Here is a basic, untested, quick and dirty howto for setting this up from scratch if you haven't got squid running and have never used squid. Please attempt a normal squid install using their instructions (which come with the source) first! You should only need this is things fail obscurely and you're at a loss. It's just a sequence of things to do. Here goes:
Planning:
Find out your ISP's proxy server and port. It's traditional that the server is called proxy.your.isp.domain and that it listens on port 8080. If that's documented by your ISP's web pages, well and good. If you have to guess, try connecting to it:
telnet proxy.your.isp.domain 8080
If you don't get a connection, try port 3128 instead of 8080.
If you get a complaint that the hostname is unknown, you'll have to consult your ISP.
If you get a connection, check that it's actually a web proxy. Type:
GET http://www.zip.com.au/~cs/ HTTP/1.0
and press return twice You should get an HTTP response (code 200 hopefully), some header lines, then some HTML. If you don't then that's not your ISP's proxy service, and you must contact them to find out the correct details.
Basic Sanity Checks:
Ensure your browser works with no proxies at all set up.
Ensure your browser works with its proxy setup to talk to your ISP's proxy service.
Squid:
Fetch the latest squid (2.2STABLE4 as I type this), build and install.
Edit the squid.conf file by walking through it from beginning to end in an editor, adjusting it to suit your host. In particular: Run "squid -z" to initialise your cache.

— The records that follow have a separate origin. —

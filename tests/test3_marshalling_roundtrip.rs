use std::sync::Arc;

use chrono::{TimeZone, Utc};
use serde_json::json;
use sqlite_storage_adapter::prelude::*;

fn events(adapter: &Arc<SqliteAdapter>) -> Schema {
    Schema::new(
        "events",
        vec![
            Field::new("id", FieldKind::Integer),
            Field::new("label", FieldKind::Varchar),
            Field::new("active", FieldKind::Boolean),
            Field::new("meta", FieldKind::Json),
            Field::new("seen", FieldKind::Datetime),
            Field::new("ratio", FieldKind::Double),
            Field::new("payload", FieldKind::Blob),
        ],
        Arc::clone(adapter),
    )
}

#[tokio::test]
async fn typed_values_survive_a_trip_through_the_database() -> Result<(), SqliteAdapterError> {
    let adapter = Arc::new(SqliteAdapter::new(":memory:"));
    adapter.connect().await?;
    let schema = events(&adapter);
    adapter.create(&schema).execute().await?;

    let seen = Utc
        .timestamp_millis_opt(1_700_000_000_123)
        .single()
        .expect("valid timestamp");
    let meta = json!({"tags": ["a", "b"], "depth": 2, "nested": {"ok": true}});

    let mut replace = adapter.replace(&schema);
    replace.add(
        Record::new()
            .with("id", 1_i64)
            .with("label", "first")
            .with("active", true)
            .with("meta", meta.clone())
            .with("seen", seen)
            .with("ratio", 0.25_f64)
            .with("payload", vec![0_u8, 1, 2, 255]),
    );
    replace.add(Record::new().with("id", 2_i64).with("active", false));
    replace.save().await?;

    let rows = adapter
        .select(&schema)
        .order("id", Direction::Asc)
        .all()
        .await?;
    assert_eq!(rows.len(), 2);

    let first = &rows[0];
    assert_eq!(first.get("label"), Some(&FieldValue::Text("first".into())));
    assert_eq!(first.get("active"), Some(&FieldValue::Bool(true)));
    assert_eq!(first.get("meta"), Some(&FieldValue::Json(meta)));
    assert_eq!(first.get("seen"), Some(&FieldValue::Timestamp(seen)));
    assert_eq!(first.get("ratio"), Some(&FieldValue::Float(0.25)));
    assert_eq!(
        first.get("payload"),
        Some(&FieldValue::Blob(vec![0, 1, 2, 255]))
    );

    let second = &rows[1];
    assert_eq!(second.get("active"), Some(&FieldValue::Bool(false)));
    assert_eq!(second.get("meta"), Some(&FieldValue::Absent));
    assert_eq!(second.get("seen"), Some(&FieldValue::Absent));
    assert_eq!(second.get("label"), Some(&FieldValue::Absent));

    adapter.close().await?;
    Ok(())
}

#[tokio::test]
async fn storage_representation_is_primitive() -> Result<(), SqliteAdapterError> {
    let adapter = Arc::new(SqliteAdapter::new(":memory:"));
    adapter.connect().await?;
    let schema = events(&adapter);
    adapter.create(&schema).execute().await?;

    let seen = Utc
        .timestamp_millis_opt(1_700_000_000_123)
        .single()
        .expect("valid timestamp");
    let mut insert = adapter.insert(&schema);
    insert.add(
        Record::new()
            .with("id", 1_i64)
            .with("active", true)
            .with("meta", json!({"k": 1}))
            .with("seen", seen),
    );
    insert.execute().await?;

    let raw = adapter
        .get("SELECT active, meta, seen FROM events", vec![])
        .await?
        .expect("row");
    assert_eq!(raw.get("active"), Some(&Value::Integer(1)));
    assert_eq!(raw.get("meta"), Some(&Value::Text(r#"{"k":1}"#.into())));
    assert_eq!(raw.get("seen"), Some(&Value::Integer(1_700_000_000_123)));

    adapter.close().await?;
    Ok(())
}

#[tokio::test]
async fn loosely_stored_values_are_normalized_on_read() -> Result<(), SqliteAdapterError> {
    let adapter = Arc::new(SqliteAdapter::new(":memory:"));
    adapter.connect().await?;
    let schema = events(&adapter);
    adapter.create(&schema).execute().await?;

    adapter
        .run(
            "INSERT INTO events (id, active, seen) VALUES (?, ?, ?)",
            vec![
                Value::Text("42px".into()),
                Value::Text("true".into()),
                Value::Text("2023-11-14 22:13:20.123".into()),
            ],
        )
        .await?;

    let record = adapter
        .select(&schema)
        .one()
        .await?
        .expect("row");
    assert_eq!(record.get("id"), Some(&FieldValue::Int(42)));
    assert_eq!(record.get("active"), Some(&FieldValue::Bool(true)));
    assert_eq!(
        record.get("seen").and_then(FieldValue::as_timestamp),
        Utc.timestamp_millis_opt(1_700_000_000_123).single()
    );

    adapter.close().await?;
    Ok(())
}

#[tokio::test]
async fn malformed_json_fails_population() -> Result<(), SqliteAdapterError> {
    let adapter = Arc::new(SqliteAdapter::new(":memory:"));
    adapter.connect().await?;
    let schema = events(&adapter);
    adapter.create(&schema).execute().await?;
    adapter
        .run(
            "INSERT INTO events (id, meta) VALUES (1, ?)",
            vec![Value::Text("{not json".into())],
        )
        .await?;

    assert!(matches!(
        adapter.select(&schema).all().await,
        Err(SqliteAdapterError::JsonError(_))
    ));
    adapter.close().await?;
    Ok(())
}
use std::sync::Arc;

use sqlite_storage_adapter::prelude::*;
use tempfile::{TempDir, tempdir};

fn db_in(dir: &TempDir, name: &str) -> String {
    dir.path().join(name).to_string_lossy().into_owned()
}

async fn table_names(adapter: &SqliteAdapter) -> Result<Vec<Value>, SqliteAdapterError> {
    let rows = adapter
        .all(
            "SELECT name FROM sqlite_master WHERE type = 'table' ORDER BY name",
            vec![],
        )
        .await?;
    Ok(rows
        .into_iter()
        .filter_map(|row| row.get("name").cloned())
        .collect())
}

#[tokio::test]
async fn operations_before_connect_fail_without_reaching_the_engine() {
    let adapter = SqliteAdapter::new(":memory:");
    assert!(!adapter.is_connected().await);

    assert!(matches!(
        adapter.run("CREATE TABLE t (id INTEGER)", vec![]).await,
        Err(SqliteAdapterError::DatabaseNotConnected)
    ));
    assert!(matches!(
        adapter.get("SELECT 1", vec![]).await,
        Err(SqliteAdapterError::DatabaseNotConnected)
    ));
    assert!(matches!(
        adapter.all("SELECT 1", vec![]).await,
        Err(SqliteAdapterError::DatabaseNotConnected)
    ));
    assert!(matches!(
        adapter.each("SELECT 1", vec![], |_| {}).await,
        Err(SqliteAdapterError::DatabaseNotConnected)
    ));
    assert!(matches!(
        adapter.prepare("SELECT 1", vec![]).await,
        Err(SqliteAdapterError::DatabaseNotConnected)
    ));
    // Closing an adapter that never connected is a no-op.
    adapter.close().await.unwrap();
}

#[tokio::test]
async fn connect_is_idempotent() -> Result<(), SqliteAdapterError> {
    let dir = tempdir()?;
    let adapter = SqliteAdapter::new(db_in(&dir, "idempotent.db"));
    adapter.connect().await?;
    adapter
        .run("CREATE TABLE t (id INTEGER)", vec![])
        .await?;
    adapter.run("INSERT INTO t (id) VALUES (?)", vec![Value::Integer(7)]).await?;

    // A second connect keeps the open handle and its data.
    adapter.connect().await?;
    let row = adapter.get("SELECT id FROM t", vec![]).await?;
    assert_eq!(row.and_then(|r| r.get("id").cloned()), Some(Value::Integer(7)));

    adapter.close().await?;
    Ok(())
}

#[tokio::test]
async fn connect_discards_an_existing_database_file() -> Result<(), SqliteAdapterError> {
    let dir = tempdir()?;
    let path = db_in(&dir, "recreated.db");

    let first = SqliteAdapter::new(path.clone());
    first.connect().await?;
    first.run("CREATE TABLE kept (id INTEGER)", vec![]).await?;
    first.close().await?;
    assert!(std::path::Path::new(&path).exists());

    let second = SqliteAdapter::new(path);
    second.connect().await?;
    assert!(table_names(&second).await?.is_empty());
    second.close().await?;
    Ok(())
}

#[tokio::test]
async fn recreate_can_be_disabled() -> Result<(), SqliteAdapterError> {
    let dir = tempdir()?;
    let path = db_in(&dir, "kept.db");

    let first = SqliteAdapter::new(path.clone());
    first.connect().await?;
    first.run("CREATE TABLE kept (id INTEGER)", vec![]).await?;
    first.close().await?;

    let second = SqliteOptionsBuilder::new(path)
        .recreate_on_connect(false)
        .build();
    second.connect().await?;
    assert_eq!(table_names(&second).await?, vec![Value::Text("kept".into())]);
    second.close().await?;
    Ok(())
}

#[tokio::test]
async fn close_then_reconnect() -> Result<(), SqliteAdapterError> {
    let dir = tempdir()?;
    let adapter = SqliteAdapter::new(db_in(&dir, "reconnect.db"));
    adapter.connect().await?;
    assert!(adapter.is_connected().await);

    adapter.close().await?;
    assert!(!adapter.is_connected().await);
    assert!(matches!(
        adapter.run("SELECT 1", vec![]).await,
        Err(SqliteAdapterError::DatabaseNotConnected)
    ));
    adapter.close().await?;

    adapter.connect().await?;
    adapter.run("CREATE TABLE again (id INTEGER)", vec![]).await?;
    adapter.close().await?;
    Ok(())
}

#[tokio::test]
async fn injected_engine_is_initialized_on_first_connect() -> Result<(), SqliteAdapterError> {
    let engine = Arc::new(SqliteEngine::new());
    assert!(!engine.is_initialized());

    let adapter = SqliteOptionsBuilder::new(":memory:")
        .engine(Arc::clone(&engine))
        .build();
    adapter.connect().await?;
    assert!(engine.is_initialized());

    let info = engine.init().await?;
    assert!(info.version_number >= sqlite_storage_adapter::sqlite::MIN_SQLITE_VERSION);
    adapter.close().await?;
    Ok(())
}

#[tokio::test]
async fn get_all_and_each_follow_result_order() -> Result<(), SqliteAdapterError> {
    let adapter = SqliteAdapter::new(":memory:");
    adapter.connect().await?;
    adapter
        .run("CREATE TABLE nums (n INTEGER, label TEXT)", vec![])
        .await?;
    adapter
        .run(
            "INSERT INTO nums (n, label) VALUES (?, ?), (?, ?), (?, ?)",
            vec![
                Value::Integer(3),
                Value::Text("c".into()),
                Value::Integer(1),
                Value::Text("a".into()),
                Value::Integer(2),
                Value::Text("b".into()),
            ],
        )
        .await?;

    let first = adapter
        .get("SELECT n, label FROM nums ORDER BY n", vec![])
        .await?
        .expect("one row");
    assert_eq!(first.get("label"), Some(&Value::Text("a".into())));
    assert_eq!(first.get_by_index(0), Some(&Value::Integer(1)));

    let none = adapter
        .get("SELECT n FROM nums WHERE n > ?", vec![Value::Integer(10)])
        .await?;
    assert!(none.is_none());

    let all = adapter.all("SELECT n FROM nums ORDER BY n DESC", vec![]).await?;
    let ns: Vec<_> = all.iter().filter_map(|r| r.get("n").cloned()).collect();
    assert_eq!(
        ns,
        vec![Value::Integer(3), Value::Integer(2), Value::Integer(1)]
    );

    let mut seen = Vec::new();
    let count = adapter
        .each("SELECT label FROM nums ORDER BY n", vec![], |row| {
            seen.push(row.get("label").cloned());
        })
        .await?;
    assert_eq!(count, 3);
    assert_eq!(
        seen,
        vec![
            Some(Value::Text("a".into())),
            Some(Value::Text("b".into())),
            Some(Value::Text("c".into())),
        ]
    );

    adapter.close().await?;
    Ok(())
}

#[tokio::test]
async fn prepared_statement_can_be_reused_and_finalized() -> Result<(), SqliteAdapterError> {
    let adapter = SqliteAdapter::new(":memory:");
    adapter.connect().await?;
    adapter.run("CREATE TABLE kv (k TEXT, v INTEGER)", vec![]).await?;

    let insert = adapter
        .prepare(
            "INSERT INTO kv (k, v) VALUES (?, ?)",
            vec![Value::Text("x".into()), Value::Integer(1)],
        )
        .await?;
    assert_eq!(insert.sql(), "INSERT INTO kv (k, v) VALUES (?, ?)");
    assert_eq!(insert.params().len(), 2);
    assert_eq!(insert.run().await?, 1);
    assert_eq!(insert.run().await?, 1);
    insert.finalize().await?;

    let select = adapter
        .prepare("SELECT v FROM kv WHERE k = ?", vec![Value::Text("x".into())])
        .await?;
    assert_eq!(select.all().await?.len(), 2);
    assert!(select.get().await?.is_some());
    select.finalize().await?;

    adapter.close().await?;
    Ok(())
}

#[tokio::test]
async fn engine_errors_surface_unchanged() -> Result<(), SqliteAdapterError> {
    let adapter = SqliteAdapter::new(":memory:");
    adapter.connect().await?;

    assert!(matches!(
        adapter.prepare("SELEC nonsense", vec![]).await,
        Err(SqliteAdapterError::SqliteError(_))
    ));
    assert!(matches!(
        adapter.all("SELECT * FROM missing_table", vec![]).await,
        Err(SqliteAdapterError::SqliteError(_))
    ));
    // The handle keeps working after a failed statement.
    assert!(adapter.get("SELECT 1 AS one", vec![]).await?.is_some());

    adapter.close().await?;
    Ok(())
}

Run the squid startup script to set squid running.
Working?:
On your squid host, run the command:
netstat -an | grep -i listen
to check that squid (presumably) is listening on port 8080 on your machine.
As with your ISP's proxy, you should now test your proxy. Run the command:
telnet localhost 8080
to check, and issue the same GET command you used above to fetch a web page.
Test new squid:
Set your browser config to use the local machine (well, your squid host, which needn't be the same machine as where yoiur browser runs), port 8080 as its proxy.
Ad zapping:
Add the ad-zapper line to the squid.conf, restart the squid server and test again.
Not working? Maybe the script came fvia a DOS or Windows box and is in DOS text mode?
This usually shows up as failure (by squid) to run the script, so first check your script is usable by running it by hand:
the-script </dev/null
That should do nothing, with no complaints. If this is greeted with messages like:
the-script: exec failed: No such file or directory
then you may have spurious CR characters in there. You can verify this with the command:
sed 1q the-script | od -c
which will print:
0000000 # ! / u s r / b i n / p e r l \n
0000020
for a good script and:
0000000 # ! / u s r / b i n / p e r l \r
0000020 \n
for a bad script (note that extra \r, which is a carriage return (CR)). These can be deleted with the tr command, viz:
tr -d '\015' <the-script >the-script.fixed
mv the-script.fixed the-script
which makes a new copy without the CRs and then replaces the orignal with the new one. The dos2unix(1) command can also be used for this task, if available.